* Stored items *
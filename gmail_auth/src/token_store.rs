//! Token file persistence.
//!
//! The file is replaced wholesale on every save: written to a sibling temp
//! file with owner-only permissions, then renamed over the target. No locking;
//! one writer per token path is assumed.

use std::fs;
use std::io::{self, Write};
use std::path::{Path, PathBuf};

use tracing::{debug, info, warn};

use crate::credential::{Credential, CredentialSource};
use crate::error::{CredentialResolutionError, Result};

#[derive(Debug, Clone)]
pub struct TokenStore {
    path: PathBuf,
}

impl TokenStore {
    pub fn new(path: impl Into<PathBuf>) -> Self {
        Self { path: path.into() }
    }

    pub fn path(&self) -> &Path {
        &self.path
    }

    pub fn exists(&self) -> bool {
        self.path.is_file()
    }

    /// Read the persisted credential. Unreadable or corrupt files count as absent.
    pub fn load(&self) -> Option<Credential> {
        let data = match fs::read_to_string(&self.path) {
            Ok(data) => data,
            Err(e) if e.kind() == io::ErrorKind::NotFound => {
                debug!(path = %self.path.display(), "no token file");
                return None;
            }
            Err(e) => {
                warn!(path = %self.path.display(), error = %e, "token file unreadable; ignoring it");
                return None;
            }
        };

        match serde_json::from_str::<Credential>(&data) {
            Ok(mut credential) => {
                credential.source = CredentialSource::TokenFile;
                debug!(path = %self.path.display(), "loaded token file");
                Some(credential)
            }
            Err(e) => {
                warn!(path = %self.path.display(), error = %e, "token file is corrupt; ignoring it");
                None
            }
        }
    }

    pub fn save(&self, credential: &Credential) -> Result<()> {
        let json = serde_json::to_string_pretty(credential)?;
        self.write_atomically(json.as_bytes())
            .map_err(|source| CredentialResolutionError::Persistence {
                path: self.path.clone(),
                source,
            })?;
        info!(path = %self.path.display(), "token file written");
        Ok(())
    }

    fn write_atomically(&self, contents: &[u8]) -> io::Result<()> {
        if let Some(parent) = self.path.parent().filter(|p| !p.as_os_str().is_empty()) {
            fs::create_dir_all(parent)?;
        }

        let mut tmp_name = self
            .path
            .file_name()
            .map(|n| n.to_os_string())
            .unwrap_or_else(|| "token.json".into());
        tmp_name.push(".tmp");
        let tmp_path = self.path.with_file_name(tmp_name);

        let result = write_private(&tmp_path, contents).and_then(|()| fs::rename(&tmp_path, &self.path));
        if result.is_err() {
            let _ = fs::remove_file(&tmp_path);
        }
        result
    }
}

/// Create `path` readable by the owner only, then write `contents`.
fn write_private(path: &Path, contents: &[u8]) -> io::Result<()> {
    match fs::remove_file(path) {
        Ok(()) => {}
        Err(e) if e.kind() == io::ErrorKind::NotFound => {}
        Err(e) => return Err(e),
    }

    let mut options = fs::OpenOptions::new();
    options.write(true).create_new(true);
    #[cfg(unix)]
    {
        use std::os::unix::fs::OpenOptionsExt;
        options.mode(0o600);
    }
    let mut file = options.open(path)?;
    file.write_all(contents)?;
    file.sync_all()
}
use std::fs;
use std::path::{Path, PathBuf};

use serde::{Deserialize, Serialize};
use tracing::{debug, info, warn};

use crate::config::{AuthConfig, DEFAULT_AUTH_URI, DEFAULT_TOKEN_URI};
use crate::error::{CredentialResolutionError, Result};

/// Redirect added when a `web` client file is reshaped for the installed flow.
pub const WEB_CLIENT_REDIRECT_URI: &str = "http://localhost:8080/";

const SECRETS_PREFIX: &str = "client_secret_";
const SECRETS_SUFFIX: &str = ".json";

/// One section of a downloaded client-secrets file.
#[derive(Debug, Clone, Serialize, Deserialize)]
pub struct ClientSection {
    pub client_id: String,
    pub client_secret: String,
    #[serde(default = "default_auth_uri")]
    pub auth_uri: String,
    #[serde(default = "default_token_uri")]
    pub token_uri: String,
    #[serde(default)]
    pub redirect_uris: Vec<String>,
}

fn default_auth_uri() -> String {
    DEFAULT_AUTH_URI.to_string()
}

fn default_token_uri() -> String {
    DEFAULT_TOKEN_URI.to_string()
}

/// The JSON document Google hands out for an OAuth client.
#[derive(Debug, Clone, Serialize, Deserialize)]
pub struct ClientSecretsFile {
    #[serde(default, skip_serializing_if = "Option::is_none")]
    pub installed: Option<ClientSection>,
    #[serde(default, skip_serializing_if = "Option::is_none")]
    pub web: Option<ClientSection>,
}

impl ClientSecretsFile {
    pub fn load(path: &Path) -> Result<Self> {
        let data = fs::read_to_string(path).map_err(|e| {
            CredentialResolutionError::Config(format!("cannot read {}: {}", path.display(), e))
        })?;
        Self::parse(&data)
    }

    pub fn parse(data: &str) -> Result<Self> {
        let file: Self = serde_json::from_str(data)?;
        if file.installed.is_none() && file.web.is_none() {
            return Err(CredentialResolutionError::Config(
                "client secrets file has neither an 'installed' nor a 'web' section".into(),
            ));
        }
        Ok(file)
    }

    pub fn kind(&self) -> &'static str {
        if self.installed.is_some() {
            "installed"
        } else {
            "web"
        }
    }

    /// Reshape into the installed-application layout the authorization flow expects.
    pub fn into_installed(self) -> Result<ClientSection> {
        match (self.installed, self.web) {
            (Some(installed), _) => Ok(installed),
            (None, Some(mut web)) => {
                web.redirect_uris = vec![WEB_CLIENT_REDIRECT_URI.to_string()];
                Ok(web)
            }
            (None, None) => Err(CredentialResolutionError::Config(
                "client secrets file has neither an 'installed' nor a 'web' section".into(),
            )),
        }
    }
}

#[derive(Debug, Clone, PartialEq, Eq)]
pub enum IdentitySource {
    File(PathBuf),
    Environment,
}

/// The application's registered OAuth client.
#[derive(Debug, Clone)]
pub struct ClientIdentity {
    pub client_id: String,
    pub client_secret: String,
    pub auth_uri: String,
    pub token_uri: String,
    pub redirect_uris: Vec<String>,
    pub source: IdentitySource,
}

impl ClientIdentity {
    /// Locate the client identity: secrets file first, environment second.
    pub fn discover(config: &AuthConfig) -> Result<Self> {
        if let Some(path) = find_secrets_file(config) {
            match ClientSecretsFile::load(&path).and_then(|file| {
                let kind = file.kind();
                file.into_installed().map(|section| (kind, section))
            }) {
                Ok((kind, section)) => {
                    info!(path = %path.display(), kind, "loaded client identity from file");
                    return Ok(Self::from_section(section, IdentitySource::File(path)));
                }
                Err(e) => {
                    warn!(
                        path = %path.display(),
                        error = %e,
                        "client secrets file found but unusable; trying environment"
                    );
                }
            }
        } else {
            debug!(dir = %config.secrets_dir.display(), "no client secrets file found");
        }

        if let Some(client) = &config.env_client {
            info!("using client identity from GOOGLE_CLIENT_ID/GOOGLE_CLIENT_SECRET");
            return Ok(Self {
                client_id: client.client_id.clone(),
                client_secret: client.client_secret.clone(),
                auth_uri: config.auth_uri.clone(),
                token_uri: config.token_uri.clone(),
                redirect_uris: Vec::new(),
                source: IdentitySource::Environment,
            });
        }

        Err(CredentialResolutionError::MissingClientIdentity(format!(
            "create a '{}*{}' file in {} or set GOOGLE_CLIENT_ID and GOOGLE_CLIENT_SECRET",
            SECRETS_PREFIX,
            SECRETS_SUFFIX,
            config.secrets_dir.display()
        )))
    }

    fn from_section(section: ClientSection, source: IdentitySource) -> Self {
        Self {
            client_id: section.client_id,
            client_secret: section.client_secret,
            auth_uri: section.auth_uri,
            token_uri: section.token_uri,
            redirect_uris: section.redirect_uris,
            source,
        }
    }
}

/// Path of the client-secrets file to use, if any.
///
/// An explicit `GMAIL_CREDENTIALS_NAME` wins. Otherwise the first
/// `client_secret_*.json` by file name is taken.
pub fn find_secrets_file(config: &AuthConfig) -> Option<PathBuf> {
    if let Some(name) = &config.credentials_filename {
        let path = Path::new(name);
        let path = if path.is_absolute() {
            path.to_path_buf()
        } else {
            config.secrets_dir.join(path)
        };
        if path.is_file() {
            return Some(path);
        }
        warn!(path = %path.display(), "GMAIL_CREDENTIALS_NAME points to a missing file");
        return None;
    }

    let mut candidates: Vec<PathBuf> = fs::read_dir(&config.secrets_dir)
        .ok()?
        .filter_map(|entry| entry.ok())
        .map(|entry| entry.path())
        .filter(|path| {
            path.is_file()
                && path
                    .file_name()
                    .and_then(|n| n.to_str())
                    .is_some_and(|n| n.starts_with(SECRETS_PREFIX) && n.ends_with(SECRETS_SUFFIX))
        })
        .collect();
    candidates.sort();

    let first = candidates.first()?.clone();
    if candidates.len() > 1 {
        warn!(
            count = candidates.len(),
            using = %first.display(),
            "multiple client_secret_*.json files found; using the first"
        );
    }
    Some(first)
}

#[cfg(test)]
mod tests {
    use super::*;
    use crate::config::EnvClient;

    const INSTALLED: &str = r#"{"installed": {
        "client_id": "installed-id",
        "client_secret": "installed-secret",
        "auth_uri": "https://accounts.google.com/o/oauth2/auth",
        "token_uri": "https://oauth2.googleapis.com/token",
        "redirect_uris": ["http://localhost"]
    }}"#;

    const WEB: &str = r#"{"web": {
        "client_id": "web-id",
        "client_secret": "web-secret",
        "auth_uri": "https://accounts.google.com/o/oauth2/auth",
        "token_uri": "https://oauth2.googleapis.com/token",
        "redirect_uris": ["https://example.com/callback"]
    }}"#;

    #[test]
    fn web_files_are_normalised_to_installed_shape() {
        let file = ClientSecretsFile::parse(WEB).unwrap();
        assert_eq!(file.kind(), "web");
        let section = file.into_installed().unwrap();
        assert_eq!(section.client_id, "web-id");
        assert_eq!(section.redirect_uris, vec![WEB_CLIENT_REDIRECT_URI.to_string()]);
    }

    #[test]
    fn rejects_files_without_a_section() {
        assert!(ClientSecretsFile::parse(r#"{"other": {}}"#).is_err());
        assert!(ClientSecretsFile::parse("not json").is_err());
    }

    #[test]
    fn picks_first_file_by_name() {
        let dir = tempfile::tempdir().unwrap();
        fs::write(dir.path().join("client_secret_b.json"), WEB).unwrap();
        fs::write(dir.path().join("client_secret_a.json"), INSTALLED).unwrap();
        fs::write(dir.path().join("unrelated.json"), "{}").unwrap();

        let config = AuthConfig::for_directory(dir.path());
        let identity = ClientIdentity::discover(&config).unwrap();
        assert_eq!(identity.client_id, "installed-id");
        assert_eq!(
            identity.source,
            IdentitySource::File(dir.path().join("client_secret_a.json"))
        );
    }

    #[test]
    fn explicit_file_name_overrides_discovery() {
        let dir = tempfile::tempdir().unwrap();
        fs::write(dir.path().join("client_secret_a.json"), INSTALLED).unwrap();
        fs::write(dir.path().join("my_client.json"), WEB).unwrap();

        let mut config = AuthConfig::for_directory(dir.path());
        config.credentials_filename = Some("my_client.json".into());
        let identity = ClientIdentity::discover(&config).unwrap();
        assert_eq!(identity.client_id, "web-id");
    }

    #[test]
    fn corrupt_file_falls_back_to_environment() {
        let dir = tempfile::tempdir().unwrap();
        fs::write(dir.path().join("client_secret_x.json"), "{ broken").unwrap();

        let mut config = AuthConfig::for_directory(dir.path());
        config.env_client = Some(EnvClient {
            client_id: "env-id".into(),
            client_secret: "env-secret".into(),
        });
        let identity = ClientIdentity::discover(&config).unwrap();
        assert_eq!(identity.client_id, "env-id");
        assert_eq!(identity.source, IdentitySource::Environment);
    }

    #[test]
    fn nothing_available_is_missing_identity() {
        let dir = tempfile::tempdir().unwrap();
        let config = AuthConfig::for_directory(dir.path());
        let err = ClientIdentity::discover(&config).unwrap_err();
        assert!(matches!(err, CredentialResolutionError::MissingClientIdentity(_)));
    }
}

* Brief *
Would you filter the entries above and keep each line that has the word "data"?

* Answer to the exercise *
        let data = match fs::read_to_string(&self.path) {
            Ok(data) => data,
        match serde_json::from_str::<Credential>(&data) {
        let data = fs::read_to_string(path).map_err(|e| {
        Self::parse(&data)
    pub fn parse(data: &str) -> Result<Self> {
        let file: Self = serde_json::from_str(data)?;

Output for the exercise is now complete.